Every time I hear someone in a meeting talk about how they felt they had "come home" when they found Al-Anon, I remember with a rush of feeling, just how powerful that sense of being understood was for me, when I was new.
Until then, I could try to talk to friends or family, and they could give advice and whatever help they could offer, but I felt like I was lost and alone in a world full of aliens, because nobody, but nobody can understand the loneliness of living with an alcoholic, (especially a charming one,) but another person who has been there.
Until you have driven home from a satisfying day at work, with the maelstrom in your stomach growing larger with each block that passes, you will not understand why the spouse doesn't just "tell him you want him to be nicer to you when he's had a few drinks."
Until you've walked the floor in the wee small hours of the night, with every siren slicing through your numbness to expose the fear beating within, you don't get why the partner doesn't just "tell her you want her to come home on time."
Until you've begged, pleaded, reasoned, argued, manipulated, tricked, expostulated, yelled, threatened, or any of the other ways in which we've tried to control the drinker, you don't understand why co-dependents don't just "tell him you want him to stop drinking."
Until you've been on the receiving end of a conversation in which the other person is re-writing history, denying, weaselling or being verbally abusive, you don't know why we don't just "talk to her about it."
Until you have sat with a person whose denial is operating at warp ten, you do not understand how it can be utterly impossible to reach them; you don't know the way we know it, what true "crazy-making conversations" are. You lucky souls believe that all it takes is some rational conversation, and the problem is on its way to being solved; you don't have experience with the addicted brain.
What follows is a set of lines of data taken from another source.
/// States that can end a machine for good.
///
/// Once a machine has entered a state for which `is_terminal()` is `true`,
/// every later [`StateMachine::go`] / [`StateMachine::force_go`] is ignored.
pub trait Terminal {
    fn is_terminal(&self) -> bool {
        false
    }
}

/// Minimal finite-state-machine container.
///
/// `S` is the state type (an enum whose timed variants carry their own
/// timers). The machine tracks the current state, the previous state, and how
/// long it has been in the current state. Transition rules live next to the
/// system that drives the machine (`impl ActorState` in `systems/`), not here.
///
/// # Usage
/// ```ignore
/// let mut fsm = StateMachine::new(ActorState::Idle);
/// // Each tick:
/// fsm.tick(dt);
/// if let Some(next) = fsm.state.next(&ctx) { fsm.go(next); }
/// ```
#[derive(Debug, Clone)]
pub struct StateMachine<S: Clone + Terminal> {
    pub state: S,
    pub previous: S,
    /// Seconds spent in the current state. Reset to 0.0 on each transition.
    pub elapsed: f32,
    entered_this_tick: bool,
}

impl<S: Clone + Terminal> StateMachine<S> {
    /// `just_entered()` returns `true` on the first tick.
    pub fn new(initial: S) -> Self {
        Self {
            previous: initial.clone(),
            state: initial,
            elapsed: 0.0,
            entered_this_tick: true,
        }
    }

    /// Transition to `next` only if it is a different variant from the
    /// current state (compared by discriminant). Returns `true` if the
    /// transition happened.
    pub fn go(&mut self, next: S) -> bool {
        if std::mem::discriminant(&self.state) == std::mem::discriminant(&next) {
            return false;
        }
        self.force_go(next)
    }

    /// Like [`go`](Self::go), but also transitions when the variant is the
    /// same (restarting a timed state with fresh data).
    pub fn force_go(&mut self, next: S) -> bool {
        if self.state.is_terminal() {
            return false;
        }
        self.previous = std::mem::replace(&mut self.state, next);
        self.elapsed = 0.0;
        self.entered_this_tick = true;
        true
    }

    /// Advance the elapsed-in-state timer and clear the `just_entered` flag.
    /// Call once per tick **before** processing transitions so a transition
    /// fired this tick stays visible to downstream systems.
    pub fn tick(&mut self, dt: f32) {
        self.elapsed += dt;
        self.entered_this_tick = false;
    }

    /// `true` only on the tick a transition fired.
    pub fn just_entered(&self) -> bool {
        self.entered_this_tick
    }

    pub fn is_finished(&self) -> bool {
        self.state.is_terminal()
    }
}
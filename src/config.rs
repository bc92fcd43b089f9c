//! Gameplay tuning, loaded from TOML and validated before a run.

use std::path::{Path, PathBuf};

use glam::Vec2;
use serde::Deserialize;

use crate::components::{Delivery, Faction, LedgeSensor, ProjectileSpec, Weapon};

/// Tuning errors
#[derive(Debug, thiserror::Error)]
pub enum ConfigError {
    #[error("failed to read tuning file {path}")]
    Io {
        path: PathBuf,
        #[source]
        source: std::io::Error,
    },

    #[error("failed to parse tuning file")]
    Parse(#[from] toml::de::Error),

    #[error("invalid tuning value `{field}`: {reason}")]
    Invalid { field: &'static str, reason: String },
}

/// All gameplay numbers. Every section and field falls back to its default.
#[derive(Debug, Clone, Default, Deserialize)]
#[serde(default)]
pub struct Tuning {
    pub world: WorldTuning,
    pub player: PlayerTuning,
    pub brawler: BrawlerTuning,
    pub bomber: BomberTuning,
    pub bullet: BulletTuning,
}

#[derive(Debug, Clone, Deserialize)]
#[serde(default)]
pub struct WorldTuning {
    /// Downward acceleration in units/s² before per-actor gravity scale.
    pub gravity: f32,
    /// Seconds a dead actor stays in the world before removal.
    pub death_removal_delay: f32,
    /// Distance under which a patrol waypoint counts as reached.
    pub arrival_epsilon: f32,
}

impl Default for WorldTuning {
    fn default() -> Self {
        Self {
            gravity: 9.81,
            death_removal_delay: 5.0,
            arrival_epsilon: 0.2,
        }
    }
}

#[derive(Debug, Clone, Deserialize)]
#[serde(default)]
pub struct PlayerTuning {
    pub max_health: i32,
    pub half_extents: Vec2,
    pub move_speed: f32,
    pub run_multiplier: f32,
    pub crouch_multiplier: f32,
    pub jump_force: f32,
    pub max_jumps: u32,
    pub normal_gravity: f32,
    pub falling_gravity: f32,
    pub roll_distance: f32,
    pub roll_duration: f32,
    pub roll_cooldown: f32,
    pub shoot_cooldown: f32,
    pub shoot_hold: f32,
    /// Bullet spawn point relative to the player centre, x mirrored by facing.
    pub fire_offset: Vec2,
    pub climb_offset: Vec2,
    pub climb_duration: f32,
    pub grip_offset: Vec2,
    pub grip_size: Vec2,
    pub clear_offset: Vec2,
    pub clear_size: Vec2,
}

impl Default for PlayerTuning {
    fn default() -> Self {
        Self {
            max_health: 100,
            half_extents: Vec2::new(0.4, 0.9),
            move_speed: 10.0,
            run_multiplier: 1.5,
            crouch_multiplier: 0.4,
            jump_force: 8.0,
            max_jumps: 2,
            normal_gravity: 1.0,
            falling_gravity: 5.0,
            roll_distance: 4.0,
            roll_duration: 0.4,
            roll_cooldown: 0.8,
            shoot_cooldown: 0.2,
            shoot_hold: 0.15,
            fire_offset: Vec2::new(0.6, 0.2),
            climb_offset: Vec2::new(1.0, 2.0),
            climb_duration: 0.5,
            grip_offset: Vec2::new(0.55, 0.75),
            grip_size: Vec2::new(0.3, 0.3),
            clear_offset: Vec2::new(0.55, 1.35),
            clear_size: Vec2::new(0.3, 0.6),
        }
    }
}

impl PlayerTuning {
    pub fn ledge_sensor(&self) -> LedgeSensor {
        LedgeSensor {
            grip_offset: self.grip_offset,
            grip_size: self.grip_size,
            clear_offset: self.clear_offset,
            clear_size: self.clear_size,
        }
    }
}

#[derive(Debug, Clone, Deserialize)]
#[serde(default)]
pub struct BrawlerTuning {
    pub max_health: i32,
    pub half_extents: Vec2,
    pub move_speed: f32,
    pub run_multiplier: f32,
    pub detection_range: f32,
    pub attack_range: f32,
    pub damage: i32,
    /// Full length of one swing, and the delay before the next one.
    pub attack_cooldown: f32,
    /// Delay from the start of a swing to its hit check.
    pub attack_windup: f32,
    pub patrol_range: f32,
    pub min_patrol_distance: f32,
    pub patrol_wait: f32,
    pub contact_damage: i32,
    pub contact_cooldown: f32,
}

impl Default for BrawlerTuning {
    fn default() -> Self {
        Self {
            max_health: 100,
            half_extents: Vec2::new(0.5, 0.8),
            move_speed: 3.0,
            run_multiplier: 1.5,
            detection_range: 10.0,
            attack_range: 2.0,
            damage: 10,
            attack_cooldown: 2.0,
            attack_windup: 0.5,
            patrol_range: 5.0,
            min_patrol_distance: 1.5,
            patrol_wait: 2.0,
            contact_damage: 10,
            contact_cooldown: 1.0,
        }
    }
}

impl BrawlerTuning {
    pub fn weapon(&self) -> Weapon {
        Weapon {
            owner: Faction::Enemy,
            melee_range: self.attack_range,
            shoot_range: 0.0,
            cooldown: self.attack_cooldown,
            projectile: ProjectileSpec {
                speed: 0.0,
                damage: self.damage,
                time_to_live: 0.0,
                radius: 0.0,
                explosive: None,
            },
            delivery: Delivery::Straight,
        }
    }
}

#[derive(Debug, Clone, Deserialize)]
#[serde(default)]
pub struct BomberTuning {
    pub max_health: i32,
    pub half_extents: Vec2,
    pub patrol_speed: f32,
    pub detection_range: f32,
    pub shoot_cooldown: f32,
    pub shoot_hold: f32,
    pub grenade_speed: f32,
    pub arc_height: f32,
    pub grenade_damage: i32,
    pub explosion_radius: f32,
    pub grenade_radius: f32,
    pub grenade_lifetime: f32,
    pub fire_offset: Vec2,
    /// How far ahead of the body edge the ground sensor looks.
    pub look_ahead: f32,
    pub look_depth: f32,
}

impl Default for BomberTuning {
    fn default() -> Self {
        Self {
            max_health: 100,
            half_extents: Vec2::new(0.5, 0.6),
            patrol_speed: 2.0,
            detection_range: 8.0,
            shoot_cooldown: 2.0,
            shoot_hold: 0.3,
            grenade_speed: 5.0,
            arc_height: 2.0,
            grenade_damage: 20,
            explosion_radius: 1.5,
            grenade_radius: 0.15,
            grenade_lifetime: 10.0,
            fire_offset: Vec2::new(0.3, 0.5),
            look_ahead: 0.2,
            look_depth: 1.0,
        }
    }
}

impl BomberTuning {
    pub fn weapon(&self) -> Weapon {
        Weapon {
            owner: Faction::Enemy,
            melee_range: 0.0,
            shoot_range: self.detection_range,
            cooldown: self.shoot_cooldown,
            projectile: ProjectileSpec {
                speed: self.grenade_speed,
                damage: self.grenade_damage,
                time_to_live: self.grenade_lifetime,
                radius: self.grenade_radius,
                explosive: Some(self.explosion_radius),
            },
            delivery: Delivery::Arc {
                height: self.arc_height,
            },
        }
    }
}

#[derive(Debug, Clone, Deserialize)]
#[serde(default)]
pub struct BulletTuning {
    pub speed: f32,
    pub damage: i32,
    pub lifetime: f32,
    pub radius: f32,
}

impl Default for BulletTuning {
    fn default() -> Self {
        Self {
            speed: 20.0,
            damage: 10,
            lifetime: 5.0,
            radius: 0.1,
        }
    }
}

impl Tuning {
    /// Player gun: fires along facing, so only the cooldown and projectile matter.
    pub fn player_weapon(&self) -> Weapon {
        Weapon {
            owner: Faction::Player,
            melee_range: 0.0,
            shoot_range: f32::INFINITY,
            cooldown: self.player.shoot_cooldown,
            projectile: ProjectileSpec {
                speed: self.bullet.speed,
                damage: self.bullet.damage,
                time_to_live: self.bullet.lifetime,
                radius: self.bullet.radius,
                explosive: None,
            },
            delivery: Delivery::Straight,
        }
    }

    /// Read, parse and validate a tuning file.
    pub fn load(path: &Path) -> Result<Self, ConfigError> {
        let text = std::fs::read_to_string(path).map_err(|source| ConfigError::Io {
            path: path.to_path_buf(),
            source,
        })?;
        Self::from_toml(&text)
    }

    pub fn from_toml(text: &str) -> Result<Self, ConfigError> {
        let tuning: Self = toml::from_str(text)?;
        tuning.validate()?;
        Ok(tuning)
    }

    pub fn validate(&self) -> Result<(), ConfigError> {
        positive("player.max_health", self.player.max_health as f32)?;
        positive("brawler.max_health", self.brawler.max_health as f32)?;
        positive("bomber.max_health", self.bomber.max_health as f32)?;
        non_negative("world.gravity", self.world.gravity)?;
        non_negative("world.death_removal_delay", self.world.death_removal_delay)?;
        positive("world.arrival_epsilon", self.world.arrival_epsilon)?;
        positive("player.roll_duration", self.player.roll_duration)?;
        positive("player.climb_duration", self.player.climb_duration)?;
        non_negative("player.shoot_cooldown", self.player.shoot_cooldown)?;
        non_negative("player.roll_cooldown", self.player.roll_cooldown)?;
        non_negative("brawler.patrol_range", self.brawler.patrol_range)?;
        non_negative("brawler.min_patrol_distance", self.brawler.min_patrol_distance)?;
        non_negative("brawler.attack_windup", self.brawler.attack_windup)?;
        positive("bomber.grenade_speed", self.bomber.grenade_speed)?;
        positive("bullet.speed", self.bullet.speed)?;

        if self.brawler.min_patrol_distance > self.brawler.patrol_range {
            return Err(ConfigError::Invalid {
                field: "brawler.min_patrol_distance",
                reason: format!(
                    "{} exceeds patrol_range {}; no waypoint could ever be chosen",
                    self.brawler.min_patrol_distance, self.brawler.patrol_range
                ),
            });
        }
        if self.brawler.attack_windup > self.brawler.attack_cooldown {
            return Err(ConfigError::Invalid {
                field: "brawler.attack_windup",
                reason: format!(
                    "{} is longer than attack_cooldown {}",
                    self.brawler.attack_windup, self.brawler.attack_cooldown
                ),
            });
        }
        if self.brawler.attack_range > self.brawler.detection_range {
            return Err(ConfigError::Invalid {
                field: "brawler.attack_range",
                reason: "must not exceed detection_range".to_string(),
            });
        }
        Ok(())
    }
}

fn positive(field: &'static str, value: f32) -> Result<(), ConfigError> {
    if value > 0.0 && value.is_finite() {
        Ok(())
    } else {
        Err(ConfigError::Invalid {
            field,
            reason: format!("{value} must be positive"),
        })
    }
}

fn non_negative(field: &'static str, value: f32) -> Result<(), ConfigError> {
    if value >= 0.0 && value.is_finite() {
        Ok(())
    } else {
        Err(ConfigError::Invalid {
            field,
            reason: format!("{value} must not be negative"),
        })
    }
}
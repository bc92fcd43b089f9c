mod character;
mod combat;
mod physics;

pub use character::*;
pub use combat::*;
pub use physics::*;

pub use crate::engine::anim::Animator;
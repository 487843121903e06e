pub mod battle;
pub mod board;
pub mod player;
By the time we've broken the secret enough to speak out about what's happening at home, we've talked and talked and talked to the alcoholic. We've spent hours on the gerbil wheel inside our heads, having imaginary conversations in which we present again the reasons they need to stop drinking, and they (responding in a way they never do in real life) agree to get help. We've bored ourselves and the alcoholic senseless with our reasoned arguments against their continued use. We've counted drinks, hid the booze, stormed and shouted, we've made every effort possible, except the one which can save us: to detach.
I remember so well, the feeling of having come home to a group of people who could help me, who wouldn't judge me, and who would show me how to save my own sanity, if I were willing to expend the effort. I believe it's very important to welcome newcomers, to approach them after the meeting for a chat - that ten minutes of empathetic listening, and the giving of my phone number and/or an email address, if they prefer that method of communication, can be huge comfort for someone living with alcoholism. When I was new to Al-Anon, my self-image was so bashed and degraded that even though I wasn't comfortable at meetings, in any sense of the word, I went back week after week, because I felt that I was seen, recognised, and understood.
It is hard for others to understand what it is like to live with an alcoholic for years. I have done so many emotionally blunting things to myself in trying to get the alcoholic to see what is the right way to think! Crazy stuff. I am glad to not be that crazy anymore. I know when I have had enough and it's time to detach and take care of myself. Hope that you feel better soon.
ReplyDeleteWOW! Your words take me back and certainly make me thankful for my recovery group and the understanding I found there!
ReplyDeleteThank you. That's exactly what I needed to hear tonight. You've made me feel less alone.